A common form this impulse takes is the impulse to categorize what one sees. As I have said before, classification is irresistible and somewhat dissatisfying, the potato chip of observation. It is often a trained reflex that moves faster than awareness. One wishes to “sort” the information one is exposed to before it gets put away or dissolves into electricity. To “sort” first requires dragging it through a field of associations, in hopes it blots up something interesting or becomes snagged on some unexpected piece of detritus that will distinguish it on the way to its seat in memory’s theater, where it is uncarefully filed. All of this happens in an instant. I sometimes wonder if one’s capacity for remembering things is bounded by the limits of one’s experience, and the quantity and quality of other things— signifiers, other details, associations, figures— that one has ingested, that would serve to highlight the novelty and nuance of new information, thereby making it more memorable.
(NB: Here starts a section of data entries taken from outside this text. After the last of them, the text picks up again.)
//! Script process runner
//!
//! One call to [`ProcessRunner::start`] launches one interpreter process for
//! one script and streams its output back:
//! - stdout and stderr share a single pipe so interleaving is preserved
//! - a reader thread picks up every chunk as soon as it is readable and
//!   re-emits the whole transcript (never a diff)
//! - a wait thread blocks on process exit, drains what is left, and emits the
//!   single terminal event
//!
//! Events carry no identity of their own. The stream (or the caller's sink
//! closure) is bound to the identity passed to `start`, so an event can never
//! be filed under a different execution.

use crate::cancellation::CancellationManager;
use crate::config::defaults::{DEFAULT_DRAIN_TIMEOUT_MS, DEFAULT_INTERPRETER, DEFAULT_INTERPRETER_ARGS};
use crate::error::ScriptDeckError;
use crate::execution::{ExecutionId, ExecutionStatus, ScriptDescriptor};
use crate::logging;
use chrono::{DateTime, Utc};
use std::io::{self, PipeReader, Read};
use std::path::{Path, PathBuf};
use std::process::{Child, Command, ExitStatus, Stdio};
use std::sync::Arc;
use std::thread::{self, JoinHandle};
use std::time::{Duration, Instant};
use tracing::{debug, error, info, instrument, warn};

#[cfg(unix)]
use std::os::unix::process::{CommandExt, ExitStatusExt};

use super::output::SharedOutput;

/// Bytes requested per read on the output pipe
const READ_CHUNK_SIZE: usize = 8 * 1024;

/// One update from a running script
#[derive(Debug, Clone, PartialEq, Eq)]
pub struct StreamEvent {
    /// Entire transcript so far
    pub output: String,
    /// Set only on the terminal event
    pub status: Option<ExecutionStatus>,
    /// Set only on the terminal event
    pub end_time: Option<DateTime<Utc>>,
}

impl StreamEvent {
    pub(crate) fn progress(output: String) -> Self {
        Self {
            output,
            status: None,
            end_time: None,
        }
    }

    pub(crate) fn terminal(output: String, status: ExecutionStatus, end_time: DateTime<Utc>) -> Self {
        Self {
            output,
            status: Some(status),
            end_time: Some(end_time),
        }
    }

    pub fn is_terminal(&self) -> bool {
        self.status.is_some_and(ExecutionStatus::is_terminal)
    }
}

type EventSink = Arc<dyn Fn(StreamEvent) + Send + Sync + 'static>;

/// Events of a single execution, bound to its identity at construction.
///
/// Iterating blocks until the next event and ends after the terminal one.
pub struct ExecutionStream {
    id: ExecutionId,
    events: async_channel::Receiver<StreamEvent>,
    finished: bool,
}

impl ExecutionStream {
    pub fn id(&self) -> ExecutionId {
        self.id
    }

    /// Block until the terminal event and return it
    pub fn wait_for_terminal(mut self) -> Option<StreamEvent> {
        self.find(StreamEvent::is_terminal)
    }
}

impl Iterator for ExecutionStream {
    type Item = StreamEvent;

    fn next(&mut self) -> Option<StreamEvent> {
        if self.finished {
            return None;
        }
        let event = self.events.recv_blocking().ok()?;
        self.finished = event.is_terminal();
        Some(event)
    }
}

/// How scripts are launched
#[derive(Debug, Clone, PartialEq, Eq)]
pub struct RunnerConfig {
    /// Interpreter binary; the script path is appended as the last argument
    pub interpreter: PathBuf,
    /// Flags placed before the script path
    pub args: Vec<String>,
    /// How long to wait after exit for the reader to hit end-of-stream
    pub drain_timeout: Duration,
}

impl Default for RunnerConfig {
    fn default() -> Self {
        Self {
            interpreter: PathBuf::from(DEFAULT_INTERPRETER),
            args: DEFAULT_INTERPRETER_ARGS.iter().map(|s| s.to_string()).collect(),
            drain_timeout: Duration::from_millis(DEFAULT_DRAIN_TIMEOUT_MS),
        }
    }
}

/// Launches interpreter processes and streams their output
#[derive(Debug, Clone)]
pub struct ProcessRunner {
    config: RunnerConfig,
    processes: Arc<CancellationManager>,
}

impl ProcessRunner {
    pub fn new(config: RunnerConfig, processes: Arc<CancellationManager>) -> Self {
        Self { config, processes }
    }

    pub fn config(&self) -> &RunnerConfig {
        &self.config
    }

    /// Live process table this runner registers into
    pub fn processes(&self) -> &Arc<CancellationManager> {
        &self.processes
    }

    /// Launch `script` and return its event stream
    pub fn start(&self, id: ExecutionId, script: &ScriptDescriptor) -> ExecutionStream {
        let (tx, rx) = async_channel::unbounded();
        self.start_with(id, script, move |event| {
            // Only fails when the stream was dropped; the run continues regardless
            let _ = tx.send_blocking(event);
        });
        ExecutionStream {
            id,
            events: rx,
            finished: false,
        }
    }

    /// Launch `script`, delivering every event to `sink`.
    ///
    /// `sink` runs on the reader and wait threads. It is called in
    /// completeness order and never again after the terminal event.
    #[instrument(skip_all, fields(execution_id = %id, script = %script.name))]
    pub fn start_with<F>(&self, id: ExecutionId, script: &ScriptDescriptor, sink: F)
    where
        F: Fn(StreamEvent) + Send + Sync + 'static,
    {
        let sink: EventSink = Arc::new(sink);
        let script_path = script.resolved_path.display().to_string();

        let (child, pipe) = match self.spawn_interpreter(&script.resolved_path) {
            Ok(spawned) => spawned,
            Err(e) => {
                error!(error = %e, path = %script_path, "Script launch failed");
                logging::log_script_event(&id.to_string(), "launch_failed", None, false);
                sink(StreamEvent::terminal(
                    e.to_string(),
                    ExecutionStatus::Failed,
                    Utc::now(),
                ));
                return;
            }
        };

        let pid = child.id();
        self.processes.register(id, pid, &script_path);
        info!(pid = pid, path = %script_path, "Script process started");

        let shared = SharedOutput::new();
        let reader = spawn_output_reader(id, pipe, shared.clone(), Arc::clone(&sink));

        let processes = Arc::clone(&self.processes);
        let drain_timeout = self.config.drain_timeout;
        thread::spawn(move || {
            wait_for_exit(ExitWatch {
                id,
                pid,
                child,
                reader,
                shared,
                sink,
                processes,
                drain_timeout,
            })
        });
    }

    /// Spawn the interpreter with stdout and stderr merged onto one pipe
    fn spawn_interpreter(&self, script: &Path) -> Result<(Child, PipeReader), ScriptDeckError> {
        let interpreter = self.config.interpreter.display().to_string();
        let launch_error = |source: io::Error| ScriptDeckError::Launch {
            interpreter: interpreter.clone(),
            source,
        };

        let (reader, writer) = io::pipe().map_err(launch_error)?;
        let stderr_writer = writer.try_clone().map_err(launch_error)?;

        let mut command = Command::new(&self.config.interpreter);
        command
            .args(&self.config.args)
            .arg(script)
            .stdin(Stdio::null())
            .stdout(writer)
            .stderr(stderr_writer);

        // Own process group, so cancelling also reaches anything the script spawns
        #[cfg(unix)]
        command.process_group(0);

        debug!(interpreter = %interpreter, args = ?self.config.args, "Spawning interpreter");
        let child = command.spawn().map_err(launch_error)?;

        // The command still holds our copies of the write end; EOF is only
        // observable once they are closed.
        drop(command);

        Ok((child, reader))
    }
}

/// Read the merged pipe until end-of-stream, emitting the transcript per chunk.
///
/// End-of-stream only detaches the reader; exit status is the wait thread's job.
fn spawn_output_reader(
    id: ExecutionId,
    mut pipe: PipeReader,
    shared: SharedOutput,
    sink: EventSink,
) -> JoinHandle<()> {
    thread::spawn(move || {
        let mut chunk = vec![0u8; READ_CHUNK_SIZE];
        loop {
            match pipe.read(&mut chunk) {
                Ok(0) => {
                    debug!(execution_id = %id, "Output pipe reached end of stream");
                    break;
                }
                Ok(n) => {
                    // After the terminal event chunks are discarded, but the pipe
                    // keeps draining so a lingering descendant never blocks on it.
                    shared.append_and_emit(&chunk[..n], |text| {
                        sink(StreamEvent::progress(text.to_string()))
                    });
                }
                Err(e) if e.kind() == io::ErrorKind::Interrupted => continue,
                Err(e) => {
                    warn!(execution_id = %id, error = %e, "Output pipe read failed");
                    break;
                }
            }
        }
    })
}

struct ExitWatch {
    id: ExecutionId,
    pid: u32,
    child: Child,
    reader: JoinHandle<()>,
    shared: SharedOutput,
    sink: EventSink,
    processes: Arc<CancellationManager>,
    drain_timeout: Duration,
}

/// Body of the per-execution wait thread
fn wait_for_exit(watch: ExitWatch) {
    let ExitWatch {
        id,
        pid,
        mut child,
        reader,
        shared,
        sink,
        processes,
        drain_timeout,
    } = watch;
    let started = Instant::now();

    let waited = child.wait();
    let end_time = Utc::now();

    // Final drain: give the reader a bounded window to pick up buffered bytes
    if !wait_for_reader(&reader, drain_timeout) {
        debug!(
            execution_id = %id,
            "Output pipe still open after exit (held by a descendant); finishing with what was read"
        );
    }

    processes.unregister(&id, pid);

    let (status, summary) = match waited {
        Ok(exit) => {
            let status = status_for_exit(&exit);
            info!(execution_id = %id, pid = pid, exit = %describe_exit(&exit), "Script process exited");
            (status, Summary::Fallback(fallback_message(&exit)))
        }
        Err(e) => {
            error!(execution_id = %id, pid = pid, error = %e, "Waiting for script process failed");
            (
                ExecutionStatus::Failed,
                Summary::Append(ScriptDeckError::Wait(e).to_string()),
            )
        }
    };

    shared.finish_and_emit(|output| {
        let output = match summary {
            Summary::Fallback(message) if output.is_empty() => message,
            Summary::Fallback(_) => output,
            Summary::Append(message) if output.is_empty() => message,
            Summary::Append(message) => format!("{}\n{}", output, message),
        };
        sink(StreamEvent::terminal(output, status, end_time));
    });

    logging::log_script_event(
        &id.to_string(),
        if status == ExecutionStatus::Completed {
            "completed"
        } else {
            "failed"
        },
        Some(started.elapsed().as_millis() as u64),
        status == ExecutionStatus::Completed,
    );
}

enum Summary {
    /// Used only when the script printed nothing
    Fallback(String),
    /// Always added to the transcript
    Append(String),
}

/// Poll until the reader thread finishes or `timeout` passes
fn wait_for_reader(handle: &JoinHandle<()>, timeout: Duration) -> bool {
    let start = Instant::now();
    let poll_interval = Duration::from_millis(5);

    while start.elapsed() < timeout {
        if handle.is_finished() {
            return true;
        }
        thread::sleep(poll_interval);
    }
    handle.is_finished()
}

/// Exit code 0 is success; anything else, including death by signal, is failure
fn status_for_exit(exit: &ExitStatus) -> ExecutionStatus {
    if exit.success() {
        ExecutionStatus::Completed
    } else {
        ExecutionStatus::Failed
    }
}

/// Transcript used when a script finishes without printing anything
fn fallback_message(exit: &ExitStatus) -> String {
    if exit.success() {
        return "Script completed successfully.".to_string();
    }
    match exit.code() {
        Some(code) => format!("Script terminated with errors, code: {}", code),
        None => format!("Script terminated with errors, {}", describe_exit(exit)),
    }
}

fn describe_exit(exit: &ExitStatus) -> String {
    if let Some(code) = exit.code() {
        return format!("code: {}", code);
    }
    #[cfg(unix)]
    {
        if let Some(signal) = exit.signal() {
            return format!("signal: {} ({})", signal_to_name(signal), signal);
        }
    }
    "code: -1".to_string()
}

/// Human-readable name for the signals scripts usually die from
pub fn signal_to_name(signal: i32) -> &'static str {
    match signal {
        1 => "SIGHUP",
        2 => "SIGINT",
        3 => "SIGQUIT",
        4 => "SIGILL",
        6 => "SIGABRT",
        9 => "SIGKILL",
        11 => "SIGSEGV",
        13 => "SIGPIPE",
        14 => "SIGALRM",
        15 => "SIGTERM",
        _ => "UNKNOWN",
    }
}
There is also a habit of rating everything one encounters: passing a quality judgement in the form of a numerical rating, often out of five or ten. An extremely common method often used for communicating about one’s experiences and reality is to indicate the degree of positive or negative one feels about those experiences in a quantified manner.
The word “love” only took on its current valence of meaning toward the early Renaissance. In the Bible, the Latin word caritas is translated as “love”; caritas, meaning “ostliness; esteem, affection,” comes from carus "dear, valued" (from the PIE root *ka- "to like, desire"). This Christian sense of love is linked to acts and deeds one performs without regard to how one feels about the matter or the individual in question. “Love” in the sense of a strong positive feeling toward another as we think of it today was considered an affliction to be cured in early times; indeed, was not understood to be a positive feeling caused by the object of another until much later. More modern valences of “love” interpret it as a positive subjective feeling one might experience around another, and while confused with friendship, betimes is also self-oriented and solipsistic as well.
“Desire” comes through Old French from the Latin desiderare, meaning “to long for, wish for; demand, expect,” as the phrase de sidere, “from the stars,” from sidus (genitive sideris) "heavenly body, star, constellation”; the original sense of the phrase being something like “await what the stars will bring.” “Consider” comes through the same Old French route, from the Latin considerare, “to look at closely, observe,” probably literally "to observe the stars," from con (“with, together”) + sidus (“heavenly body, star, constellation”). One might understand desire as awaiting to be brought something from elsewhere, where caritas is more of a going-forth, an action of self that considers the other first.